Затем, в 2018 году, Veritas Genetics предложила секвенирование всего генома всего за 199 долларов 1000 клиентам. Год спустя, в 2019 году, Национальный исследовательский институт генома человека сообщил, что цена секвенирования полного генома человека упала до 942 долларов, превзойдя прогноз Закона Мура.

Технологии секвенирования следующего поколения продолжают развиваться
Сегодня исследователи и ученые используют технологии NGS в нескольких приложениях, таких как метагеномика, секвенирование РНК и всего генома.
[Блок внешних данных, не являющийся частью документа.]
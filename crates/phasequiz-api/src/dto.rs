//! Request bodies and query parameters, and their conversion into core
//! inputs.
//!
//! Bodies accept the camelCase field names sent by the web client
//! (`phaseNumber`, `tokensEarned`, ...) as aliases of the snake_case
//! names. Optional fields fall back to the same defaults the admin panel
//! assumes.

use chrono::{DateTime, NaiveDate, NaiveTime, Utc};
use phasequiz_core::filter::{PhaseResultFilter, QuestionFilter, SessionFilter};
use phasequiz_types::{
    AdminUserInput, PhaseCompletion, PhaseConfigInput, QuestionInput, QuestionType, SessionId,
    TokenConfigInput,
};
use serde::{Deserialize, Serialize};
use serde_json::Value;
use uuid::Uuid;
use validator::Validate;

use crate::error::ApiError;

fn empty_object() -> Value {
    Value::Object(serde_json::Map::new())
}

const fn default_true() -> bool {
    true
}

const fn default_max_tokens() -> i32 {
    100
}

const fn default_difficulty() -> i32 {
    1
}

const fn default_tokens_value() -> i32 {
    10
}

// ---------------------------------------------------------------------------
// Sessions
// ---------------------------------------------------------------------------

/// Body of `POST /api/sessions`.
#[derive(Debug, Deserialize, Validate)]
pub struct CreateSessionRequest {
    /// Team name. Trimmed and length-checked by the core.
    #[serde(alias = "teamName")]
    #[validate(length(min = 1, message = "team_name must not be empty"))]
    pub team_name: String,
}

/// Body of `POST /api/sessions/{id}/complete_phase`.
#[derive(Debug, Deserialize, Validate)]
pub struct CompletePhaseRequest {
    /// Completed phase; required.
    #[serde(default, alias = "phaseNumber")]
    #[validate(
        required(message = "phase_number is required"),
        range(min = 1, message = "phase_number must be a positive integer")
    )]
    pub phase_number: Option<i32>,
    /// Tokens earned; defaults to 0.
    #[serde(default, alias = "tokensEarned")]
    pub tokens_earned: i32,
    /// Seconds spent.
    #[serde(default, alias = "timeSpent")]
    pub time_spent: Option<i32>,
    /// Answer payload.
    #[serde(default, alias = "answersData")]
    pub answers_data: Option<Value>,
}

impl CompletePhaseRequest {
    /// Convert into the progress engine input.
    ///
    /// # Errors
    ///
    /// Returns [`ApiError::InvalidBody`] if `phase_number` is missing.
    pub fn into_completion(self) -> Result<PhaseCompletion, ApiError> {
        let phase_number = self
            .phase_number
            .ok_or_else(|| ApiError::InvalidBody("phase_number is required".to_owned()))?;
        Ok(PhaseCompletion {
            phase_number,
            tokens_earned: self.tokens_earned,
            time_spent: self.time_spent,
            answers_data: self.answers_data,
        })
    }
}

/// Query of `GET /api/sessions`.
#[derive(Debug, Default, Deserialize)]
pub struct SessionsQuery {
    /// Completion state.
    pub completed: Option<bool>,
    /// Current phase.
    pub phase: Option<i32>,
    /// Earliest creation time (RFC 3339 or `YYYY-MM-DD`).
    pub date_from: Option<String>,
    /// Latest creation time (RFC 3339 or `YYYY-MM-DD`, inclusive).
    pub date_to: Option<String>,
}

impl SessionsQuery {
    /// Convert into a [`SessionFilter`].
    ///
    /// # Errors
    ///
    /// Returns [`ApiError::InvalidQuery`] for unparseable dates.
    pub fn into_filter(self) -> Result<SessionFilter, ApiError> {
        Ok(SessionFilter {
            completed: self.completed,
            phase: self.phase,
            date_from: self
                .date_from
                .as_deref()
                .map(|s| parse_instant(s, NaiveTime::MIN))
                .transpose()?,
            date_to: self
                .date_to
                .as_deref()
                .map(|s| parse_instant(s, end_of_day()))
                .transpose()?,
        })
    }
}

fn end_of_day() -> NaiveTime {
    NaiveTime::from_hms_milli_opt(23, 59, 59, 999).unwrap_or(NaiveTime::MIN)
}

/// Parse an RFC 3339 instant, or a bare date at `time_of_day` UTC.
fn parse_instant(value: &str, time_of_day: NaiveTime) -> Result<DateTime<Utc>, ApiError> {
    if let Ok(instant) = DateTime::parse_from_rfc3339(value) {
        return Ok(instant.with_timezone(&Utc));
    }
    NaiveDate::parse_from_str(value, "%Y-%m-%d")
        .map(|date| date.and_time(time_of_day).and_utc())
        .map_err(|e| ApiError::InvalidQuery(format!("invalid date {value:?}: {e}")))
}

/// Query of `GET /api/phases`.
#[derive(Debug, Default, Deserialize)]
pub struct PhasesQuery {
    /// Owning session ID.
    pub session: Option<String>,
    /// Phase number.
    pub phase: Option<i32>,
}

impl PhasesQuery {
    /// Convert into a [`PhaseResultFilter`].
    ///
    /// # Errors
    ///
    /// Returns [`ApiError::InvalidUuid`] for a malformed session ID.
    pub fn into_filter(self) -> Result<PhaseResultFilter, ApiError> {
        Ok(PhaseResultFilter {
            session: self
                .session
                .as_deref()
                .map(parse_uuid)
                .transpose()?
                .map(SessionId::from),
            phase: self.phase,
        })
    }
}

// ---------------------------------------------------------------------------
// Configuration
// ---------------------------------------------------------------------------

/// Body of token configuration writes.
///
/// `phase_number` is required on `POST` and must be absent or unchanged
/// on `PUT /api/token-configs/{phase}`.
#[derive(Debug, Clone, Serialize, Deserialize, Validate)]
pub struct TokenConfigBody {
    /// Target phase.
    #[serde(default, alias = "phaseNumber")]
    pub phase_number: Option<i32>,
    /// Minimum tokens; defaults to 0.
    #[serde(default, alias = "minTokens")]
    pub min_tokens: i32,
    /// Maximum tokens; defaults to 100.
    #[serde(default = "default_max_tokens", alias = "maxTokens")]
    pub max_tokens: i32,
    /// Extra settings.
    #[serde(default = "empty_object", alias = "configData")]
    pub config_data: Value,
    /// Active flag; defaults to true.
    #[serde(default = "default_true", alias = "isActive")]
    pub is_active: bool,
}

impl TokenConfigBody {
    /// Convert into a core input for `phase` (or the body's own phase).
    ///
    /// A missing phase becomes 0, which core validation rejects.
    ///
    /// # Errors
    ///
    /// Returns [`ApiError::InvalidBody`] if the body names a different
    /// phase than the path.
    pub fn into_input(self, phase: Option<i32>) -> Result<TokenConfigInput, ApiError> {
        let phase_number = resolve_phase(phase, self.phase_number)?;
        Ok(TokenConfigInput {
            phase_number,
            min_tokens: self.min_tokens,
            max_tokens: self.max_tokens,
            config_data: self.config_data,
            is_active: self.is_active,
        })
    }
}

/// Body of `POST /api/token-configs/bulk_update`.
#[derive(Debug, Deserialize, Validate)]
pub struct BulkTokenConfigRequest {
    /// Items to apply.
    #[validate(length(min = 1, message = "configs must not be empty"))]
    pub configs: Vec<TokenConfigBody>,
}

/// Body of phase configuration writes.
#[derive(Debug, Clone, Deserialize, Validate)]
pub struct PhaseConfigBody {
    /// Target phase.
    #[serde(default, alias = "phaseNumber")]
    pub phase_number: Option<i32>,
    /// Display name.
    #[validate(length(min = 1, max = 100, message = "name must be 1 to 100 characters"))]
    pub name: String,
    /// Description.
    #[serde(default)]
    pub description: String,
    /// Time limit in seconds.
    #[serde(default, alias = "timeLimit")]
    pub time_limit: Option<i32>,
    /// Enabled flag; defaults to true.
    #[serde(default = "default_true", alias = "isEnabled")]
    pub is_enabled: bool,
    /// Extra settings.
    #[serde(default = "empty_object", alias = "configData")]
    pub config_data: Value,
}

impl PhaseConfigBody {
    /// Convert into a core input for `phase` (or the body's own phase).
    ///
    /// # Errors
    ///
    /// Returns [`ApiError::InvalidBody`] if the body names a different
    /// phase than the path.
    pub fn into_input(self, phase: Option<i32>) -> Result<PhaseConfigInput, ApiError> {
        let phase_number = resolve_phase(phase, self.phase_number)?;
        Ok(PhaseConfigInput {
            phase_number,
            name: self.name,
            description: self.description,
            time_limit: self.time_limit,
            is_enabled: self.is_enabled,
            config_data: self.config_data,
        })
    }
}

/// Pick the phase from the path, falling back to the body. A body phase
/// that contradicts the path is rejected since phases are immutable.
fn resolve_phase(path: Option<i32>, body: Option<i32>) -> Result<i32, ApiError> {
    match (path, body) {
        (Some(p), Some(b)) if p != b => Err(ApiError::InvalidBody(format!(
            "phase_number cannot be changed (path {p}, body {b})"
        ))),
        (Some(p), _) => Ok(p),
        (None, b) => Ok(b.unwrap_or(0)),
    }
}

// ---------------------------------------------------------------------------
// Questions
// ---------------------------------------------------------------------------

/// Body of question writes.
#[derive(Debug, Clone, Deserialize, Validate)]
pub struct QuestionBody {
    /// Phase the question belongs to.
    #[serde(alias = "phaseNumber")]
    #[validate(range(min = 1, max = 5, message = "phase_number must be between 1 and 5"))]
    pub phase_number: i32,
    /// Question type.
    #[serde(alias = "questionType")]
    pub question_type: QuestionType,
    /// Prompt.
    #[serde(alias = "questionText")]
    #[validate(length(min = 1, message = "question_text must not be empty"))]
    pub question_text: String,
    /// Answers and grading configuration.
    #[serde(default = "empty_object", alias = "answerData")]
    pub answer_data: Value,
    /// Difficulty 1..=5; defaults to 1.
    #[serde(default = "default_difficulty")]
    #[validate(range(min = 1, max = 5, message = "difficulty must be between 1 and 5"))]
    pub difficulty: i32,
    /// Token value; defaults to 10.
    #[serde(default = "default_tokens_value", alias = "tokensValue")]
    pub tokens_value: i32,
    /// Active flag; defaults to true.
    #[serde(default = "default_true", alias = "isActive")]
    pub is_active: bool,
}

impl From<QuestionBody> for QuestionInput {
    fn from(body: QuestionBody) -> Self {
        Self {
            phase_number: body.phase_number,
            question_type: body.question_type,
            question_text: body.question_text,
            answer_data: body.answer_data,
            difficulty: body.difficulty,
            tokens_value: body.tokens_value,
            is_active: body.is_active,
        }
    }
}

/// Query of `GET /api/questions`.
#[derive(Debug, Default, Deserialize)]
pub struct QuestionsQuery {
    /// Phase.
    pub phase: Option<i32>,
    /// Question type (`anagram`, `word_search`, ...).
    #[serde(rename = "type")]
    pub question_type: Option<String>,
    /// Only active questions when `true`.
    pub active: Option<bool>,
}

impl QuestionsQuery {
    /// Convert into a [`QuestionFilter`].
    ///
    /// # Errors
    ///
    /// Returns [`ApiError::InvalidQuery`] for an unknown question type.
    pub fn into_filter(self) -> Result<QuestionFilter, ApiError> {
        Ok(QuestionFilter {
            phase: self.phase,
            question_type: parse_question_type(self.question_type.as_deref())?,
            active_only: self.active.unwrap_or(false),
        })
    }
}

/// Query of `GET /api/questions/random`.
#[derive(Debug, Default, Deserialize)]
pub struct RandomQuestionsQuery {
    /// Phase.
    pub phase: Option<i32>,
    /// Question type.
    #[serde(rename = "type")]
    pub question_type: Option<String>,
    /// How many to return.
    pub count: Option<usize>,
}

impl RandomQuestionsQuery {
    /// Split into a filter and a count, using `default_count` when unset.
    ///
    /// # Errors
    ///
    /// Returns [`ApiError::InvalidQuery`] for an unknown question type.
    pub fn into_parts(self, default_count: usize) -> Result<(QuestionFilter, usize), ApiError> {
        let filter = QuestionFilter {
            phase: self.phase,
            question_type: parse_question_type(self.question_type.as_deref())?,
            active_only: true,
        };
        Ok((filter, self.count.unwrap_or(default_count)))
    }
}

fn parse_question_type(value: Option<&str>) -> Result<Option<QuestionType>, ApiError> {
    value
        .map(|v| {
            QuestionType::parse(v)
                .ok_or_else(|| ApiError::InvalidQuery(format!("unknown question type {v:?}")))
        })
        .transpose()
}

// ---------------------------------------------------------------------------
// Administrators
// ---------------------------------------------------------------------------

/// Body of `PUT /api/admins/{user_id}`. Every capability defaults to
/// granted.
#[derive(Debug, Clone, Deserialize, Validate)]
pub struct AdminBody {
    /// May edit token configuration.
    #[serde(default = "default_true", alias = "canModifyTokens")]
    pub can_modify_tokens: bool,
    /// May edit phases and questions.
    #[serde(default = "default_true", alias = "canModifyPhases")]
    pub can_modify_phases: bool,
    /// May read analytics.
    #[serde(default = "default_true", alias = "canViewAnalytics")]
    pub can_view_analytics: bool,
    /// May inspect and delete sessions.
    #[serde(default = "default_true", alias = "canManageSessions")]
    pub can_manage_sessions: bool,
}

impl AdminBody {
    /// Convert into a core input for `user_id`.
    pub fn into_input(self, user_id: String) -> AdminUserInput {
        AdminUserInput {
            user_id,
            can_modify_tokens: self.can_modify_tokens,
            can_modify_phases: self.can_modify_phases,
            can_view_analytics: self.can_view_analytics,
            can_manage_sessions: self.can_manage_sessions,
        }
    }
}

// ---------------------------------------------------------------------------
// Helpers
// ---------------------------------------------------------------------------

/// Parse a UUID from a string, returning an [`ApiError`] on failure.
pub fn parse_uuid(s: &str) -> Result<Uuid, ApiError> {
    s.parse::<Uuid>()
        .map_err(|e| ApiError::InvalidUuid(format!("{s}: {e}")))
}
По мере того, как разработчики будут продолжать модернизировать эти технологии, мы увидим, что они становятся эффективными и доступными решениями во все большем количестве лабораторий геномики. Например, новейшие технологии NGS уже позволяют получить точное представление о нуклеиновых кислотах клеток на определенной фазе благодаря использованию методов секвенирования отдельных клеток. Эти технологии позволяют избежать необходимости в усредненных показаниях образцов, которые могут ввести в заблуждение.

Разработчики также оттачивают новые методы пространственного секвенирования, которые ученые могут использовать для секвенирования непосредственно из образца. Такие методы обеспечивают особое разрешение данных и позволяют исследователям исследовать состав клеток и взаимодействия в их естественной среде. Эти методы также минимизируют время и стоимость секвенирования при максимальной точности.